Le droit au temps libre, avec de moins en moins d’actifs au travail, se nourrit de la spirale progressive de l’endettement qui, comme le disent justement P. Vermeren et J Fourquet, alimente le pouvoir d’achat nécessaire à la politique suicidaire de consommation. Son mécanisme s’est enclenché très naturellement. En 1981, le pays était puissant et solvable, il ne manqua pas de créanciers pour financer les politiques dispendieuses, au premier rang desquels l’Allemagne. À l’avènement de Jospin, le pli était pris. Il y eut un excédent budgétaire rebaptisé benoitement cagnotte, laquelle servit non pas à rembourser une partie de la dette, déjà conséquente, mais à engager de nouvelles dépenses sociales. Et, avec les décennies, les dépenses furent affectées de moins en moins à l’investissement et de plus en plus à la consommation, tandis que le remboursement de la dette était devenu le cadet des soucis... Désenchantement et endettement de surcroît se nourrissent l’un l’autre. Désenchanté, le peuple n’a plus de cathédrales à construire. Il aspire au bonheur individuel, aux rentes, à la récolte des fruits de son rayonnement intellectuel et artistique, aux retombées des combats qu’il a menés pour la liberté. La nation, le peuple lui sont désormais des horizons inconcevables. Il se projette dans l’humanitaire et l’environnement planétaire, quels qu’en soient les coûts. Mais l’endettement n’est pas infini. Proche est peut-être le jour de l’explosion des taux d’intérêt, de celle des créances et de l’insolvabilité.

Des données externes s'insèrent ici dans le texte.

//! Response structures for the events API.
//!
//! Every field of the payload is required. Serde rejects a payload with a
//! missing field or a field of the wrong type, which is how the schema of the
//! upstream API is enforced.

use serde::Deserialize;

use crate::events::structs::{BossEvent, EventSnapshot, HelltideEvent, LegionEvent};

/// Representation of the `/api/events/recent` response.
#[derive(Deserialize, Debug)]
pub struct EventsResponse {
    pub boss: BossResponse,
    pub legion: LegionResponse,
    pub helltide: HelltideResponse,
}

/// World boss part of the response.
#[derive(Deserialize, Debug)]
#[serde(rename_all = "camelCase")]
pub struct BossResponse {
    pub name: String,
    pub expected_name: String,
    pub next_expected_name: String,
    pub timestamp: i64,
    pub expected: i64,
    pub next_expected: i64,
    pub territory: String,
    pub zone: String,
}

/// Legion part of the response.
#[derive(Deserialize, Debug)]
#[serde(rename_all = "camelCase")]
pub struct LegionResponse {
    pub timestamp: i64,
    pub expected: i64,
    pub next_expected: i64,
    pub territory: String,
    pub zone: String,
}

/// Helltide part of the response.
#[derive(Deserialize, Debug)]
pub struct HelltideResponse {
    pub timestamp: i64,
    pub zone: String,
    pub refresh: i64,
}

impl From<EventsResponse> for EventSnapshot {
    fn from(response: EventsResponse) -> Self {
        let EventsResponse {
            boss,
            legion,
            helltide,
        } = response;

        EventSnapshot {
            boss: BossEvent {
                name: boss.name,
                expected_name: boss.expected_name,
                next_expected_name: boss.next_expected_name,
                timestamp: boss.timestamp,
                expected: boss.expected,
                next_expected: boss.next_expected,
                territory: boss.territory,
                zone: boss.zone,
            },
            legion: LegionEvent {
                timestamp: legion.timestamp,
                expected: legion.expected,
                next_expected: legion.next_expected,
                territory: legion.territory,
                zone: legion.zone,
            },
            helltide: HelltideEvent {
                timestamp: helltide.timestamp,
                zone: helltide.zone,
                refresh: helltide.refresh,
            },
        }
    }
}

#[cfg(test)]
mod tests {
    use super::*;

    const VALID_BODY: &str = r#"{
        "boss": {"name": "Avarice", "expectedName": "Ashava", "nextExpectedName": "Wandering Death",
                 "timestamp": 1700000000, "expected": 1700020000, "nextExpected": 1700040000,
                 "territory": "Fractured Peaks", "zone": "Sarkova Pass"},
        "legion": {"timestamp": 1700000100, "expected": 1700001900, "nextExpected": 1700003700,
                   "territory": "Scosglen", "zone": "Deep Forest"},
        "helltide": {"timestamp": 1700000200, "zone": "hawe", "refresh": 1700003800}
    }"#;

    #[test]
    fn test_deserialize_and_convert() {
        let response: EventsResponse = serde_json::from_str(VALID_BODY).unwrap();
        let snapshot = EventSnapshot::from(response);

        assert_eq!(snapshot.boss.name, "Avarice");
        assert_eq!(snapshot.boss.expected_name, "Ashava");
        assert_eq!(snapshot.boss.next_expected, 1700040000);
        assert_eq!(snapshot.legion.expected, 1700001900);
        assert_eq!(snapshot.legion.territory, "Scosglen");
        assert_eq!(snapshot.helltide.zone, "hawe");
        assert_eq!(snapshot.helltide.refresh, 1700003800);
    }

    #[test]
    fn test_missing_field_is_rejected() {
        let body = VALID_BODY.replace(r#""nextExpected": 1700003700,"#, "");
        assert!(serde_json::from_str::<EventsResponse>(&body).is_err());
    }

    #[test]
    fn test_wrong_type_is_rejected() {
        let body = VALID_BODY.replace(r#""timestamp": 1700000200"#, r#""timestamp": "soon""#);
        assert!(serde_json::from_str::<EventsResponse>(&body).is_err());
    }

    #[test]
    fn test_missing_event_is_rejected() {
        let body = r#"{"boss": {}, "legion": {}}"#;
        assert!(serde_json::from_str::<EventsResponse>(body).is_err());
    }
}
//! Delivery of due alerts to the voice channels.
//!
//! This module provides the [`AlertDispatcher`], turning a [`DueAlert`] into
//! speech played on every registered channel with a human listening.

use std::{collections::BTreeMap, sync::Arc};

use futures::future::join_all;
use log::{error, info, warn};
use serenity::all::{ChannelId, GuildId};

use crate::{
    alerts::alert::DueAlert,
    tts::{SpeechRequest, SpeechSynthesizer, SynthesisError},
    voice::{PlayOutcome, VoiceChannelRegistry, VoiceGateway, VoicePlayer, is_eligible},
};

/// Outcome of one dispatch, channel by channel.
#[derive(Debug, Clone, Copy, Default, PartialEq, Eq)]
pub struct DispatchReport {
    /// Channels the alert was played on
    pub delivered: usize,
    /// Channels where joining or playing failed
    pub failed: usize,
    /// Channels without a human listener, or unknown to the platform
    pub skipped: usize,
}

/// Speaks alerts on the registered voice channels.
///
/// # Examples
///
/// ```no_run
/// let dispatcher = AlertDispatcher::new(player, synthesizer, registry, "en-US", "en-US-Neural2-C");
///
/// for alert in scheduler.evaluate(Utc::now()) {
///     let report = dispatcher.dispatch(&alert).await?;
///     println!("delivered to {} channels", report.delivered);
/// }
/// ```
pub struct AlertDispatcher<V: VoiceGateway, S: SpeechSynthesizer> {
    player: Arc<VoicePlayer<V>>,
    synthesizer: Arc<S>,
    registry: Arc<VoiceChannelRegistry>,
    /// Language of the alert voice
    language_code: String,
    /// Voice used for every alert
    voice_name: String,
}

impl<V: VoiceGateway, S: SpeechSynthesizer> AlertDispatcher<V, S> {
    pub fn new(
        player: Arc<VoicePlayer<V>>,
        synthesizer: Arc<S>,
        registry: Arc<VoiceChannelRegistry>,
        language_code: &str,
        voice_name: &str,
    ) -> Self {
        AlertDispatcher {
            player,
            synthesizer,
            registry,
            language_code: language_code.to_string(),
            voice_name: voice_name.to_string(),
        }
    }

    /// Speaks an alert on every eligible registered channel.
    ///
    /// The utterance is synthesized once, only if at least one channel has a
    /// human member. Guilds are served concurrently, the channels of one guild
    /// one after the other since the bot holds a single session per guild.
    /// A channel failing does not affect the others.
    ///
    /// # Errors
    ///
    /// Returns the [`SynthesisError`] if the utterance could not be rendered,
    /// in which case nothing is played.
    pub async fn dispatch(&self, alert: &DueAlert) -> Result<DispatchReport, SynthesisError> {
        let mut report = DispatchReport::default();

        let mut targets: BTreeMap<GuildId, Vec<ChannelId>> = BTreeMap::new();
        for (guild_id, channel_id) in self.registry.channels().await {
            match self
                .player
                .gateway()
                .list_voice_channel_members(guild_id, channel_id)
            {
                Ok(members) if is_eligible(&members) => {
                    targets.entry(guild_id).or_default().push(channel_id)
                }
                Ok(_) => report.skipped += 1,
                Err(e) => {
                    warn!("{} alert: skipping channel {}: {}", alert.kind, channel_id, e);
                    report.skipped += 1;
                }
            }
        }

        if targets.is_empty() {
            info!("{} alert: no channel with listeners, nothing to play", alert.kind);
            return Ok(report);
        }

        let utterance = alert.utterance();
        info!("{} alert: \"{}\"", alert.kind, utterance);

        let request = SpeechRequest::new(&utterance, &self.language_code, &self.voice_name);
        let audio = self.synthesizer.synthesize(&request).await.map_err(|e| {
            error!("{} alert: synthesis failed: {}", alert.kind, e);
            e
        })?;

        let guild_outcomes = join_all(targets.into_iter().map(|(guild_id, channel_ids)| {
            let audio = &audio;
            async move {
                let mut outcomes = Vec::with_capacity(channel_ids.len());
                for channel_id in channel_ids {
                    let outcome = self
                        .player
                        .play_if_eligible(guild_id, channel_id, audio.clone())
                        .await;
                    if let Err(e) = &outcome {
                        error!("{} alert: channel {}: {}", alert.kind, channel_id, e);
                    }
                    outcomes.push(outcome);
                }
                outcomes
            }
        }))
        .await;

        for outcome in guild_outcomes.into_iter().flatten() {
            match outcome {
                Ok(PlayOutcome::Played) => report.delivered += 1,
                Ok(PlayOutcome::Skipped) => report.skipped += 1,
                Err(_) => report.failed += 1,
            }
        }

        info!(
            "{} alert: delivered={}, failed={}, skipped={}",
            alert.kind, report.delivered, report.failed, report.skipped
        );

        Ok(report)
    }
}

#[cfg(test)]
mod tests {
    use chrono::{DateTime, TimeDelta};
    use serenity::all::UserId;

    use super::*;
    use crate::{
        events::EventKind,
        tts::MockSpeechSynthesizer,
        voice::{ChannelMember, MockVoiceGateway, ScannedChannel, VoiceError, VoiceSession},
    };

    const HUMAN_CHANNEL: u64 = 10;
    const BOT_CHANNEL: u64 = 11;
    const OTHER_GUILD_CHANNEL: u64 = 20;
    const UNKNOWN_CHANNEL: u64 = 30;

    fn create_test_alert() -> DueAlert {
        let event_time = DateTime::from_timestamp(10_000, 0).unwrap();
        DueAlert {
            kind: EventKind::Helltide,
            text: "The Helltide will rise in Kehjistan in".to_string(),
            event_time,
            alert_time: event_time - TimeDelta::minutes(1),
            lead_time: TimeDelta::minutes(1),
            time_remaining: TimeDelta::minutes(1),
        }
    }

    async fn create_registry(channels: &[(u64, u64)]) -> Arc<VoiceChannelRegistry> {
        let ids: Vec<u64> = channels.iter().map(|(_, c)| *c).collect();
        let registry = VoiceChannelRegistry::new(&ids);
        for (guild, channel) in channels {
            registry
                .scan_guild(
                    GuildId::new(*guild),
                    &[ScannedChannel {
                        channel_id: ChannelId::new(*channel),
                        voice: true,
                    }],
                )
                .await;
        }
        Arc::new(registry)
    }

    fn members_of(channel_id: ChannelId) -> Result<Vec<ChannelMember>, VoiceError> {
        let bot = ChannelMember {
            user_id: UserId::new(1),
            bot: true,
        };
        let human = ChannelMember {
            user_id: UserId::new(2),
            bot: false,
        };
        match channel_id.get() {
            HUMAN_CHANNEL | OTHER_GUILD_CHANNEL => Ok(vec![bot, human]),
            BOT_CHANNEL => Ok(vec![bot]),
            _ => Err(VoiceError::UnknownChannel(channel_id)),
        }
    }

    fn create_gateway() -> MockVoiceGateway {
        let mut gateway = MockVoiceGateway::new();
        gateway
            .expect_list_voice_channel_members()
            .returning(|_, channel_id| members_of(channel_id));
        gateway.expect_active_voice_session().returning(|_| None);
        gateway
            .expect_connect_voice_session()
            .returning(|guild_id, channel_id| {
                Ok(VoiceSession {
                    guild_id,
                    channel_id,
                })
            });
        gateway
    }

    fn create_dispatcher(
        gateway: MockVoiceGateway,
        synthesizer: MockSpeechSynthesizer,
        registry: Arc<VoiceChannelRegistry>,
    ) -> AlertDispatcher<MockVoiceGateway, MockSpeechSynthesizer> {
        AlertDispatcher::new(
            Arc::new(VoicePlayer::new(Arc::new(gateway))),
            Arc::new(synthesizer),
            registry,
            "en-US",
            "en-US-Neural2-C",
        )
    }

    #[tokio::test]
    async fn test_dispatch_plays_on_every_eligible_channel() {
        let registry = create_registry(&[(1, HUMAN_CHANNEL), (2, OTHER_GUILD_CHANNEL)]).await;

        let mut gateway = create_gateway();
        gateway
            .expect_play_audio()
            .withf(|_, audio| audio == b"mp3")
            .times(2)
            .returning(|_, _| Ok(()));

        let mut synthesizer = MockSpeechSynthesizer::new();
        synthesizer
            .expect_synthesize()
            .withf(|request| {
                request.text == "The Helltide will rise in Kehjistan in less than 1 minute"
                    && request.voice_name == "en-US-Neural2-C"
            })
            .times(1)
            .returning(|_| Ok(b"mp3".to_vec()));

        let dispatcher = create_dispatcher(gateway, synthesizer, registry);
        let report = dispatcher.dispatch(&create_test_alert()).await.unwrap();

        assert_eq!(
            report,
            DispatchReport {
                delivered: 2,
                failed: 0,
                skipped: 0
            }
        );
    }

    #[tokio::test]
    async fn test_dispatch_never_plays_to_bots_only() {
        let registry = create_registry(&[(1, BOT_CHANNEL)]).await;

        let mut gateway = create_gateway();
        gateway.expect_play_audio().never();
        let mut synthesizer = MockSpeechSynthesizer::new();
        synthesizer.expect_synthesize().never();

        let dispatcher = create_dispatcher(gateway, synthesizer, registry);
        let report = dispatcher.dispatch(&create_test_alert()).await.unwrap();

        assert_eq!(report.delivered, 0);
        assert_eq!(report.skipped, 1);
    }

    #[tokio::test]
    async fn test_dispatch_aborts_on_synthesis_error() {
        let registry = create_registry(&[(1, HUMAN_CHANNEL)]).await;

        let mut gateway = create_gateway();
        gateway.expect_play_audio().never();
        let mut synthesizer = MockSpeechSynthesizer::new();
        synthesizer.expect_synthesize().returning(|_| {
            Err(SynthesisError::InvalidAudio("empty audio".to_string()))
        });

        let dispatcher = create_dispatcher(gateway, synthesizer, registry);
        assert!(dispatcher.dispatch(&create_test_alert()).await.is_err());
    }

    #[tokio::test]
    async fn test_dispatch_isolates_channel_failures() {
        let registry = create_registry(&[
            (1, HUMAN_CHANNEL),
            (1, BOT_CHANNEL),
            (2, OTHER_GUILD_CHANNEL),
            (3, UNKNOWN_CHANNEL),
        ])
        .await;

        let mut gateway = create_gateway();
        gateway.expect_play_audio().returning(|session, _| {
            if session.channel_id.get() == HUMAN_CHANNEL {
                Err(VoiceError::Playback {
                    channel_id: session.channel_id,
                    reason: "decoder error".to_string(),
                })
            } else {
                Ok(())
            }
        });
        let mut synthesizer = MockSpeechSynthesizer::new();
        synthesizer
            .expect_synthesize()
            .times(1)
            .returning(|_| Ok(b"mp3".to_vec()));

        let dispatcher = create_dispatcher(gateway, synthesizer, registry);
        let report = dispatcher.dispatch(&create_test_alert()).await.unwrap();

        assert_eq!(
            report,
            DispatchReport {
                delivered: 1,
                failed: 1,
                skipped: 2
            }
        );
    }

    #[tokio::test]
    async fn test_dispatch_without_registered_channel() {
        let registry = Arc::new(VoiceChannelRegistry::new(&[]));

        let gateway = create_gateway();
        let mut synthesizer = MockSpeechSynthesizer::new();
        synthesizer.expect_synthesize().never();

        let dispatcher = create_dispatcher(gateway, synthesizer, registry);
        let report = dispatcher.dispatch(&create_test_alert()).await.unwrap();
        assert_eq!(report, DispatchReport::default());
    }
}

Si le projet de réforme des retraites met le pays sens dessus-dessous, c’est qu’il cristallise toute cette perspective mais tombe un peu comme un cheveu sur la soupe. Il porte en lui un message de reprise en mains qui n’est plus compris, qui, en l’état actuel des choses, ne pouvait être compris. Quelque chose devait être fait, c’est indéniable. À moyen terme, le régime des retraites accusera un déficit grandissant que, dans l’esprit de répartition, il convenait de combler. Mais, au lieu de l’âge de départ à 64 ans, il était possible aussi de revenir sur le totem des 35 heures. Pour notre malheur, les forces politiques qui portent le projet sont aussi celles qui sont parvenues au pouvoir en entretenant le pays dans ses illusions et chimères. L’immense effort de pédagogie n’a pas été fait, la parole vraie manque et la présence de forces politiques révolutionnaires voire insurrectionnelles en a dissuadé les intentions. L’amateurisme d’un gouvernement technocratique a fait le reste. Plus que jamais, « mal nommer les choses ajoute au malheur du monde », mais voudra-t-on désormais bien les nommer ?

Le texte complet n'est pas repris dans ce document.